A ideia de uma narrativa impossível, mas absolutamente necessária - eixo central do presente artigo -, parece aplicar-se perfeitamente a esse sofrimento indizível posto em cena com o traumático e que torna tão fundamental, para aqueles que sobreviveram ao catastrófico do trauma, a paradoxal tarefa de narrar o intransmissível. Que falem por nós as palavras dos sobreviventes das grandes catástrofes históricas, que costumam relatar em seus testemunhos que seus relatos nunca conseguem transmitir realmente as experiências inenarráveis de horror pelas quais passaram1.

 

O FIM DA NARRATIVA: UMA BREVE INCURSÃO NA FILOSOFIA DE WALTER BENJAMIN

Como ponto de partida de nossa análise, tomamos de empréstimo, das contribuições filosóficas de Walter Benjamin, um recorte específico de sua teorização em que encontramos uma rica reflexão sobre a experiência do choque e a impossibilidade de se assimilar a vivência traumática pela via de uma narrativa tradicional2. A contribuição deste autor revela-se frutífera numa investigação sobre o trauma segundo uma perspectiva psicanalítica, uma vez que algumas de suas proposições podem auxiliar a tentativa de uma melhor delimitação da complexa noção de "irrepresentável", para a qual o conceito de trauma nos dirige. Entretanto, em função dos limites deste texto, esta contribuição figurará neste trabalho apenas de forma introdutória e bastante condensada.

Em 1933 (1993), Walter Benjamin, escreve "Experiência e pobreza", ensaio em que aponta para uma fratura da memória na experiência dos soldados que voltaram do front. Este ensaio é iniciado com a constatação de que os sobreviventes que voltaram das trincheiras voltaram mudos. "Na época, já se podia notar que os combatentes tinham voltado silenciosos do campo de batalha. Mais pobres em experiências comunicáveis, e não mais ricos" (Benjamin, [1933] 1993: 115). Conforme a terminologia utilizada por Benjamin, a Primeira Guerra Mundial trouxe como problema crucial o que poderia ser justamente definido como o fim da narrativa tradicional. Os sobreviventes das trincheiras voltavam sem histórias para contar, pois o "invivível" da guerra não podia ser assimilado em palavras. Para Benjamin, a experiência traumática da guerra não seria uma experiência transmissível "de boca em boca" (Benjamin, [1933] 1993: 115), por tratar-se de uma experiência única e não compartilhável, que tende a aniquilar a possibilidade de outras experiências.

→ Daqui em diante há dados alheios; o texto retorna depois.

//! Axis-aligned box.

use vek::*;


/// Axis-aligned box.
#[derive(Debug, Copy, Clone, PartialEq)]
pub struct AaBox {
    /// Box minimum corner position.
    pub pos: Vec3<f32>,
    /// Box extent from `pos`. Assumed to be non-negative.
    pub ext: Extent3<f32>,
}

/// Where a line segment enters an `AaBox`.
#[derive(Debug, Copy, Clone, PartialEq)]
pub struct SegmentEntry {
    /// Fraction of the segment, in `[0, 1]`, at which it enters the box.
    pub t: f32,
    /// Outward normal of the face it enters through.
    pub normal: Vec3<f32>,
}

impl AaBox {
    /// Box spanning between the two given corners, in either order.
    pub fn from_corners<V: Into<Vec3<f32>>>(a: V, b: V) -> Self {
        let a = a.into();
        let b = b.into();
        let min = a.zip(b).map(|(a, b)| f32::min(a, b));
        let max = a.zip(b).map(|(a, b)| f32::max(a, b));
        AaBox {
            pos: min,
            ext: Extent3::from(max - min),
        }
    }

    /// Maximum corner position.
    pub fn max(self) -> Vec3<f32> {
        self.pos + Vec3::from(self.ext)
    }

    /// Translate self by `v`.
    pub fn translate<V: Into<Vec3<f32>>>(mut self, v: V) -> Self {
        self.pos += v.into();
        self
    }

    /// Move the minimum corner position backwards and the maximum corner position forwards on all
    /// axes by `amount`.
    pub fn expand(mut self, amount: f32) -> Self {
        self.pos -= Vec3::from(amount);
        self.ext += Extent3::from(amount * 2.0);
        self
    }

    /// Does self contain the point `pos`?
    pub fn contains<V: Into<Vec3<f32>>>(self, pos: V) -> bool {
        let pos = pos.into();
        let max = self.max();
        pos.x > self.pos.x
            && pos.y > self.pos.y
            && pos.z > self.pos.z
            && pos.x < max.x
            && pos.y < max.y
            && pos.z < max.z
    }

    /// Find where the segment from `start` to `start + delta` first enters self, if it does.
    ///
    /// A segment starting inside the box enters it at `t = 0`, through whichever face `start` is
    /// closest to.
    pub fn segment_entry(self, start: Vec3<f32>, delta: Vec3<f32>) -> Option<SegmentEntry> {
        let max = self.max();

        if self.contains(start) {
            return Some(SegmentEntry {
                t: 0.0,
                normal: self.nearest_face_normal(start),
            });
        }

        let mut t_enter = f32::NEG_INFINITY;
        let mut t_exit = f32::INFINITY;
        let mut normal = Vec3::zero();

        for i in 0..3 {
            if delta[i] == 0.0 {
                // parallel to this slab, so must already be strictly between its planes
                if start[i] <= self.pos[i] || start[i] >= max[i] {
                    return None;
                }
                continue;
            }

            let mut t1 = (self.pos[i] - start[i]) / delta[i];
            let mut t2 = (max[i] - start[i]) / delta[i];
            let mut sign = -1.0;
            if t1 > t2 {
                std::mem::swap(&mut t1, &mut t2);
                sign = 1.0;
            }

            if t1 > t_enter {
                t_enter = t1;
                normal = Vec3::zero();
                normal[i] = sign;
            }
            t_exit = f32::min(t_exit, t2);
        }

        if t_enter > t_exit || t_enter < 0.0 || t_enter > 1.0 {
            return None;
        }

        Some(SegmentEntry {
            t: t_enter,
            normal,
        })
    }

    /// Outward normal of the face closest to `pos`.
    fn nearest_face_normal(self, pos: Vec3<f32>) -> Vec3<f32> {
        let max = self.max();
        let mut best = f32::INFINITY;
        let mut normal = Vec3::zero();
        for i in 0..3 {
            for (dist, sign) in [(pos[i] - self.pos[i], -1.0), (max[i] - pos[i], 1.0)] {
                if dist < best {
                    best = dist;
                    normal = Vec3::zero();
                    normal[i] = sign;
                }
            }
        }
        normal
    }
}


#[test]
fn test_segment_entry_face() {
    let aa_box = AaBox::from_corners(Vec3::new(10.0, -5.0, -5.0), Vec3::new(20.0, 5.0, 5.0));
    let entry = aa_box
        .segment_entry(Vec3::zero(), Vec3::new(40.0, 0.0, 0.0))
        .unwrap();
    assert!((entry.t - 0.25).abs() < 1e-6);
    assert_eq!(entry.normal, Vec3::new(-1.0, 0.0, 0.0));

    let entry = aa_box
        .segment_entry(Vec3::new(15.0, 0.0, 30.0), Vec3::new(0.0, 0.0, -50.0))
        .unwrap();
    assert!((entry.t - 0.5).abs() < 1e-6);
    assert_eq!(entry.normal, Vec3::new(0.0, 0.0, 1.0));
}

#[test]
fn test_segment_entry_misses() {
    let aa_box = AaBox::from_corners(Vec3::new(10.0, -5.0, -5.0), Vec3::new(20.0, 5.0, 5.0));
    // stops short
    assert!(aa_box.segment_entry(Vec3::zero(), Vec3::new(9.0, 0.0, 0.0)).is_none());
    // passes beside
    assert!(aa_box.segment_entry(Vec3::new(0.0, 10.0, 0.0), Vec3::new(40.0, 0.0, 0.0)).is_none());
    // pointing away
    assert!(aa_box.segment_entry(Vec3::zero(), Vec3::new(-40.0, 0.0, 0.0)).is_none());
    // zero length outside
    assert!(aa_box.segment_entry(Vec3::zero(), Vec3::zero()).is_none());
}

#[test]
fn test_segment_entry_from_inside() {
    let aa_box = AaBox::from_corners(Vec3::new(0.0, 0.0, 0.0), Vec3::new(10.0, 10.0, 10.0));
    let entry = aa_box
        .segment_entry(Vec3::new(5.0, 5.0, 9.0), Vec3::new(1.0, 0.0, 0.0))
        .unwrap();
    assert_eq!(entry.t, 0.0);
    assert_eq!(entry.normal, Vec3::new(0.0, 0.0, 1.0));
}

Retomando essa tese, Márcio Seligmann-Silva (2000), atento ao alcance das propostas de Benjamin, avança na reflexão sobre a questão da representação de catástrofes, advertindo-nos sobre o caráter de literalidade que seria próprio da recordação da cena traumática: "A recordação do momento de transbordamento é, na maioria dos casos, extremamente acríbica" (Seligmann-Silva, 2000: 85). Segundo o autor, a literalidade que caracteriza o sintoma traumático resultaria de um excesso de realidade que inviabiliza a estratégia de representação do trauma por metáforas. A narrativa literal do trauma adviria da experiência onipresente da morte, a qual, no contexto da guerra, é trivial, arbitrária, violenta e absurda:

Dá-se uma cisão do Eu. Essa realidade em excesso implica um "perfuramento" do próprio campo (geográfico, simbólico e semântico) da morte: esta, devido à sua onipresença, deixa de ocupar o seu papel fundamental na organização simbólica; ela não orienta mais a distinção entre o aqui e o além (Seligmann-Silva, 2000: 93).

A figura de narração, que Benjamin associa à vivência do choque, pode ser ilustrada, como bem observa Jeanne-Marie Gagnebin (2006), pelo sonho de Primo Levi no campo de Auschwitz, sonho que, segundo ele, seria comum a todos os prisioneiros do campo. Sonhavam que, ao retornar à casa, tentavam contar aos outros os horrores pelos quais haviam passado mas, para desespero deles, ninguém queria escutar o que aconteceu; simplesmente levantavam-se e iam embora, indiferentes. Essa recusa se expressa de forma contundente no questionamento inquietante de Primo Levi: "Por que o sonho de cada dia se traduz, constantemente, em nossos sonhos, na cena sempre repetida da narração que os outros não escutam?" (Levi, 1988: 60). No testemunho de outra sobrevivente dos campos de concentração, encontramos corroborada essa ideia de uma narração-transmissão impossível, desta vez não sonhada, mas bem real:

[...] sempre pensava que teria algo de interessante para dizer depois da guerra. Mas as pessoas não querem ouvir, ou somente o fazem com uma certa pose, uma certa atitude não como interlocutoras e sim como pessoas que se submetem a uma tarefa desagradável, em uma espécie de reverência que facilmente se transforma em repugnância, duas sensações que em todo caso se complementam. Pois tanto o objeto da reverência como o da repugnância são sempre mantidos à distância (Kluger, 2005: 102).

Assim, a libertação dos sobreviventes revela-se especialmente angustiante, já que aqueles que não vivenciaram o campo de concentração tenderiam a não suportar ouvir as suas histórias, testemunho de uma radical experiência de descontinuidade histórica.

 

TRAUMA E NARRATIVA: CONTRIBUIÇÕES CONTEMPORÂNEAS

Quero viver um dia depois de Hitler, um dia depois do fim da guerra. [...] E estamos aqui para lhe contar a história.
(Fortunoff, T58)
3

Ao tematizar a ideia de uma narrativa impossível, mas necessária, Márcio Seligmann-Silva (2000), baseando-se na teoria freudiana do trauma e explorando as propostas de Walter Benjamin, desenvolve a interessante ideia de ferida na memória diante do catastrófico da experiência traumática. O autor se pergunta como o sujeito poderá vir a testemunhar o irrepresentável, dando uma forma àquilo que viria transbordar a sua capacidade de pensar.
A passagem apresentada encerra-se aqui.